# Dr. says labs are normal? What to do now?



## HoppyFomly (Apr 17, 2015)

Hello! I had been feeling all out of whack. I am having anxiety,brain fog tired all of the time, no energy, needing to lay down during the day due to feeling SO tired, giving out of breath w/the least bit of activity and a long list of other issues. I finally went to GP and told him I couldn't handle feeling this way. He ran labs. (TSH + Free T4) (Comp. Metabolic Panel (14)) (Lipid Panel With LDL/HDL Ratio)

Nurse called and said labs were normal, that he wanted to put me on Cymbalta 30. Dr. had told me that if the labs showed up okay that he wanted to lift my mood and hopefully get my energy levels back up. I told him that if he was talking about anti-depressants that he should know that there isn't a one that I've tried in the past that did me any good. They always kept me feeling down or even worse. I told the nurse the same thing when she called. She said they did her the same way. SO....what do I do now? From doing my own research, I get that I am within range on some things, but some seem on the high side or low side to "normal" HELP!! 

TSH 0.716 u IU/mL 0.450 - 4.500

T4, Free (Direct) 1.23 ng/dL 0.82 - 1.77

This is one of the things on the back that was flagged, but not told to me that it is anything to be concerned over.

RDW 15.2 h % 11.5 / 14.5

Thanks in advance!


----------



## Andros (Aug 26, 2009)

Indicates mixed population of small and large RBCs; immature RBCs tend to be larger. For example, in iron deficiency anemia or pernicious anemia, there is high variation (anisocytosis) in RBC size (along with variation in shape - poikilocytosis), causing an increase in the RDW
http://labtestsonline.org/understanding/analytes/cbc/tab/test/

SUGGESTED TESTS
TPO (antimicrosomal antibodies) TBII (thyrotropin-binding inhibitory immunoglobulin), Thyroglobulin and Thyroglobulin Ab, ANA (antinuclear antibodies), (thyroid hormone panel) TSH, Free T3, Free T4.

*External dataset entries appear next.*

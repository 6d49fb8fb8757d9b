use crate::core::AxisTicks;
use crate::error::{ChartError, ChartResult};

use super::ChartParams;
use super::label_format::LabelFormatter;

pub(super) fn validate_ticks(ticks: AxisTicks, axis: &str) -> ChartResult<AxisTicks> {
    ticks
        .validate()
        .map_err(|err| ChartError::InvalidConfig(format!("{axis}-axis ticks: {err}")))?;
    Ok(ticks)
}

pub(super) fn validate_fps(fps: u32) -> ChartResult<u32> {
    if fps == 0 {
        return Err(ChartError::InvalidConfig("fps must be > 0".to_owned()));
    }
    Ok(fps)
}

pub(super) fn validate_draw_count_per_frame(count: u32) -> ChartResult<usize> {
    if count == 0 {
        return Err(ChartError::InvalidConfig(
            "drawCountPerFrame must be > 0".to_owned(),
        ));
    }
    Ok(count as usize)
}

/// Everything `set_params` applies, checked up front so a rejected update
/// leaves the engine untouched.
pub(super) struct ValidatedParams {
    pub(super) x_ticks: AxisTicks,
    pub(super) y_ticks: AxisTicks,
    pub(super) fps: u32,
    pub(super) draw_per_tick: usize,
    pub(super) x_formatter: LabelFormatter,
    pub(super) y_formatter: LabelFormatter,
}

pub(super) fn validate_params(params: &ChartParams) -> ChartResult<ValidatedParams> {
    Ok(ValidatedParams {
        x_ticks: validate_ticks(params.x_ticks.into(), "x")?,
        y_ticks: validate_ticks(params.y_ticks.into(), "y")?,
        fps: validate_fps(params.fps)?,
        draw_per_tick: validate_draw_count_per_frame(params.draw_count_per_frame)?,
        x_formatter: params.x_label_formatter()?,
        y_formatter: params.y_label_formatter()?,
    })
}
mod frame;
mod null_renderer;
mod primitives;

pub use frame::RenderFrame;
pub use null_renderer::{NullRenderer, RecordingSurface, SurfaceCommand};
pub use primitives::{
    Color, LinePrimitive, LineStroke, PlotRect, TextHAlign, TextPrimitive,
};

use crate::error::ChartResult;

/// Persistent off-screen buffer sized to the plot area.
///
/// The progressive renderer owns one of these and keeps painting into it
/// across frames; it is cleared, not reallocated, when a draw cycle restarts.
pub trait PlotSurface {
    fn width(&self) -> u32;

    fn height(&self) -> u32;

    /// Wipes the buffer to transparent.
    fn clear(&mut self) -> ChartResult<()>;

    /// Strokes a batch of independent segments with one stroke.
    ///
    /// `segments` is a flat `[x1, y1, x2, y2, ...]` list, four values per
    /// segment, in surface pixel coordinates.
    fn draw_lines(&mut self, segments: &[f64], stroke: LineStroke) -> ChartResult<()>;

    fn fill_circle(&mut self, cx: f64, cy: f64, radius: f64, color: Color) -> ChartResult<()>;
}

/// Contract implemented by any rendering backend.
///
/// A backend creates the off-screen surfaces the progressive renderer paints
/// into, and composites a fully materialized `RenderFrame` (plus the current
/// surface) onto the visible target.
pub trait Renderer {
    type Surface: PlotSurface;

    fn create_surface(&mut self, width: u32, height: u32) -> ChartResult<Self::Surface>;

    fn render(&mut self, frame: &RenderFrame, surface: Option<&Self::Surface>) -> ChartResult<()>;
}

#[cfg(feature = "cairo-backend")]
mod cairo_backend;
#[cfg(feature = "cairo-backend")]
pub use cairo_backend::{CairoContextRenderer, CairoRenderStats, CairoRenderer, CairoSurface};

You can look this stuff up here and more.........
http://www.labtestsonline.org/
(Copy and paste into your browser)

Trab
http://www.ncbi.nlm.nih.gov/pubmed/17684583
(Copy and paste into your browser)

Hi and welcome!

Looks like you may have pernicious anemia. Has doc talked to you about this? And guess what; not unusual in thyroid patients.

It appears that you need more in depth testing and I will list info about RDW above as well as the tests. FREE T3 would be an important test as well as these antibodies.

And I will comment that if your doctor does not address your high RDW, you may be smart to find a better doctor.

Only a psychiatrist is qualified to Rx anti-depressants. So stick to your guns on that issue!


----------



## HoppyFomly (Apr 17, 2015)

Thank you Andros! I have read part of what you suggested and will read the rest. Thank you for getting back w/me. 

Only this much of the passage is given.